NVIDIA / nvbench

CUDA Kernel Benchmarking Library
Apache License 2.0
474 stars 63 forks source link

Entropy-based stopping criterion #151

Closed gevtushenko closed 7 months ago

gevtushenko commented 8 months ago

Closes https://github.com/NVIDIA/nvbench/issues/150 and https://github.com/NVIDIA/nvbench/issues/147.

This PR adds new command line option --stopping-criterion <criterion> with two predefined criteria stdrel and entropy along with API for customization of the stopping criterion. The nvbench/examples/custom_criterion.cu illustrates how custom criteria can be added on per-run basis. This opens possibilities for performance CI improvements. One can now develop criteria that, for instance, collects large sample, store the sample size and then on each re-run of performance CI loads this number, leading to better stability.

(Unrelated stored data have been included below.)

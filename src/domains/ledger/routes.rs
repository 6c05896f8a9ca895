// Ledger domain routes
use axum::{routing::{get, post, put}, Router};
use crate::domains::ledger::handlers::transaction_handler;
use crate::shared::services::AppState;

/// Create transactions router (mounted at /api/transactions)
pub fn create_transaction_router() -> Router<AppState> {
    Router::new()
        .route("/send", post(transaction_handler::send_transaction))
        .route("/incoming", post(transaction_handler::process_incoming))  // 외부 노티파이어
        .route("/hash/:tx_hash", get(transaction_handler::get_transaction_by_hash))
        .route("/hash/:tx_hash/status", put(transaction_handler::update_status))
        .route("/wallet/:wallet_id", get(transaction_handler::get_wallet_transactions))
        .route("/user/:user_id", get(transaction_handler::get_user_transactions))
}
use rust_decimal::Decimal;

// 요청 경계 검증 규칙
pub const USERNAME_MIN: usize = 3;
pub const USERNAME_MAX: usize = 50;
pub const PASSWORD_MIN: usize = 8;
pub const PASSWORD_MAX: usize = 100;
/// VARCHAR(255)
pub const EMAIL_MAX: usize = 255;
/// first_name / last_name VARCHAR(100)
pub const NAME_MAX: usize = 100;
/// 소수점 8자리 (NUMERIC(20,8))
pub const AMOUNT_SCALE: u32 = 8;
/// NUMERIC(20,8) 정수부 12자리
pub const AMOUNT_INTEGER_DIGITS: u32 = 12;

/// 10^12 (NUMERIC(20,8)에 들어가지 않는 가장 작은 양수 정수)
pub fn numeric_limit() -> Decimal {
    Decimal::from(10_i64.pow(AMOUNT_INTEGER_DIGITS))
}

/// NUMERIC(20,8)에 손실 없이 저장 가능한지 (|value| < 10^12, 소수점 8자리 이하)
pub fn fits_numeric(value: Decimal) -> bool {
    value.abs() < numeric_limit() && value.normalize().scale() <= AMOUNT_SCALE
}

pub fn validate_username(username: &str) -> Result<(), String> {
    // 최소 길이는 공백 제외, 최대 길이는 저장되는 원본 기준
    let trimmed = username.trim().chars().count();
    let stored = username.chars().count();
    if trimmed < USERNAME_MIN || stored > USERNAME_MAX {
        return Err(format!(
            "Username must be between {} and {} characters",
            USERNAME_MIN, USERNAME_MAX
        ));
    }
    Ok(())
}

pub fn validate_password(password: &str) -> Result<(), String> {
    let len = password.chars().count();
    if !(PASSWORD_MIN..=PASSWORD_MAX).contains(&len) {
        return Err(format!(
            "Password must be between {} and {} characters",
            PASSWORD_MIN, PASSWORD_MAX
        ));
    }
    Ok(())
}

/// local@domain.tld 형태만 확인
pub fn validate_email(email: &str) -> Result<(), String> {
    if email.chars().count() > EMAIL_MAX {
        return Err(format!("Email must be at most {} characters", EMAIL_MAX));
    }
    let invalid = || Err(format!("Invalid email address: {}", email));

    let Some((local, domain)) = email.split_once('@') else {
        return invalid();
    };
    if local.is_empty() || domain.contains('@') || email.chars().any(char::is_whitespace) {
        return invalid();
    }
    match domain.rsplit_once('.') {
        Some((host, tld)) if !host.is_empty() && !tld.is_empty() => Ok(()),
        _ => invalid(),
    }
}

/// 최소 0.00000001, 10^12 미만, 소수점 8자리 이하
pub fn validate_amount(amount: Decimal) -> Result<(), String> {
    if amount < Decimal::new(1, AMOUNT_SCALE) {
        return Err("Amount must be at least 0.00000001".to_string());
    }
    if amount >= numeric_limit() {
        return Err(format!("Amount must be less than {}", numeric_limit()));
    }
    if amount.normalize().scale() > AMOUNT_SCALE {
        return Err("Amount must have at most 8 decimal places".to_string());
    }
    Ok(())
}

/// 관리자 잔액 덮어쓰기: 0 이상, 10^12 미만, 소수점 8자리 이하
pub fn validate_balance(balance: Decimal) -> Result<(), String> {
    if balance < Decimal::ZERO {
        return Err("Balance must not be negative".to_string());
    }
    if balance >= numeric_limit() {
        return Err(format!("Balance must be less than {}", numeric_limit()));
    }
    if balance.normalize().scale() > AMOUNT_SCALE {
        return Err("Balance must have at most 8 decimal places".to_string());
    }
    Ok(())
}

/// 선택 입력 이름 필드 (first_name / last_name)
pub fn validate_names(first_name: Option<&str>, last_name: Option<&str>) -> Result<(), String> {
    for (field, value) in [("firstName", first_name), ("lastName", last_name)] {
        if value.is_some_and(|v| v.chars().count() > NAME_MAX) {
            return Err(format!("{} must be at most {} characters", field, NAME_MAX));
        }
    }
    Ok(())
}

pub fn validate_not_blank(field: &str, value: &str) -> Result<(), String> {
    if value.trim().is_empty() {
        return Err(format!("{} must not be blank", field));
    }
    Ok(())
}

#[cfg(test)]
mod tests {
    use super::*;
    use std::str::FromStr;

    #[test]
    fn email_shape() {
        assert!(validate_email("user@example.com").is_ok());
        assert!(validate_email("a.b+c@mail.example.org").is_ok());
        assert!(validate_email("userexample.com").is_err());
        assert!(validate_email("@example.com").is_err());
        assert!(validate_email("user@example").is_err());
        assert!(validate_email("user@.com").is_err());
        assert!(validate_email("us er@example.com").is_err());

        let at_limit = format!("{}@example.com", "e".repeat(EMAIL_MAX - "@example.com".len()));
        assert!(validate_email(&at_limit).is_ok());
        let over_limit = format!("e{}", at_limit);
        assert_eq!(
            validate_email(&over_limit).unwrap_err(),
            "Email must be at most 255 characters"
        );
    }

    #[test]
    fn length_bounds() {
        assert!(validate_username("ab").is_err());
        assert!(validate_username("abc").is_ok());
        assert!(validate_username(&"x".repeat(50)).is_ok());
        assert!(validate_username(&"x".repeat(51)).is_err());
        // 저장되는 값은 공백 포함 원본
        assert!(validate_username(&format!(" {} ", "x".repeat(49))).is_err());
        assert!(validate_username(" ab ").is_err());
        assert!(validate_password("1234567").is_err());
        assert!(validate_password("12345678").is_ok());
        assert!(validate_password(&"p".repeat(101)).is_err());
    }

    #[test]
    fn amount_bounds() {
        assert!(validate_amount(Decimal::from_str("0.00000001").unwrap()).is_ok());
        assert!(validate_amount(Decimal::from_str("0.500000000").unwrap()).is_ok());
        assert!(validate_amount(Decimal::ZERO).is_err());
        assert!(validate_amount(Decimal::from_str("-1").unwrap()).is_err());
        assert!(validate_amount(Decimal::from_str("0.000000011").unwrap()).is_err());

        assert!(validate_amount(Decimal::from_str("999999999999.99999999").unwrap()).is_ok());
        assert_eq!(
            validate_amount(Decimal::from_str("1000000000000").unwrap()).unwrap_err(),
            "Amount must be less than 1000000000000"
        );
        assert!(validate_amount(Decimal::from_str("50000000000000000000000000000").unwrap()).is_err());
    }

    #[test]
    fn balance_bounds() {
        assert!(validate_balance(Decimal::ZERO).is_ok());
        assert!(validate_balance(Decimal::from_str("999999999999.99999999").unwrap()).is_ok());
        assert!(validate_balance(Decimal::from_str("-0.00000001").unwrap()).is_err());
        assert_eq!(
            validate_balance(Decimal::from_str("1000000000000").unwrap()).unwrap_err(),
            "Balance must be less than 1000000000000"
        );
        assert!(validate_balance(Decimal::from_str("1.123456789").unwrap()).is_err());
    }

    #[test]
    fn numeric_range() {
        assert!(fits_numeric(Decimal::from_str("-999999999999.99999999").unwrap()));
        assert!(fits_numeric(Decimal::from_str("1.10000000000").unwrap()));
        assert!(!fits_numeric(Decimal::from_str("-1000000000000").unwrap()));
        assert!(!fits_numeric(Decimal::from_str("0.123456789").unwrap()));
    }

    #[test]
    fn name_lengths() {
        let at_limit = "n".repeat(NAME_MAX);
        let over_limit = "n".repeat(NAME_MAX + 1);
        assert!(validate_names(None, None).is_ok());
        assert!(validate_names(Some(&at_limit), Some(&at_limit)).is_ok());
        assert_eq!(
            validate_names(Some(&over_limit), None).unwrap_err(),
            "firstName must be at most 100 characters"
        );
        assert_eq!(
            validate_names(Some("Kim"), Some(&over_limit)).unwrap_err(),
            "lastName must be at most 100 characters"
        );
    }
}
// Ledger domain models
pub mod transaction;

pub use transaction::*;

Apart from new API, entropy criterion is introduced. To enable it, it's sufficient to write --stopping-criterion entropy. The criterion computes cumulative entropy of the sample and stores it in an entropy window. Then, linear regression on the cumulative entropy window is computed. If the angle of the linear regression is small enough and coefficient of determination (R^2) is large enough, criterion believes that new samples will not introduce any new information and the sample is representative. Entropy criterion addresses concerns from https://github.com/NVIDIA/nvbench/issues/150 and https://github.com/NVIDIA/nvbench/issues/147 as well as significantly reduces variation of sample size, which is important for performance CI. Below is a plot of sample size distribution for stdrel and entropy criteria collected on nvbench/examples/throughput.cu that illustrates this point:

stdrel_vs_entropy

Below is an example where stdrel noticed small variance and decided to stop, but entropy noticed that entropy grows and kept sampling, discovering new modes:

large

large_4

Other times, entropy notices that new measurements do not introduce anything new to the sample and stops earlier:

small_2 small_3 small_5

Each criterion has its own set of parameters. Parameters like --max-noise and --min-time only affect stdrel criterion, whereas --max-angle and --min-r2 are parameters of entropy.

For now, stdrel stays as default criterion. Decision on switching the default criterion will be made after some field experience.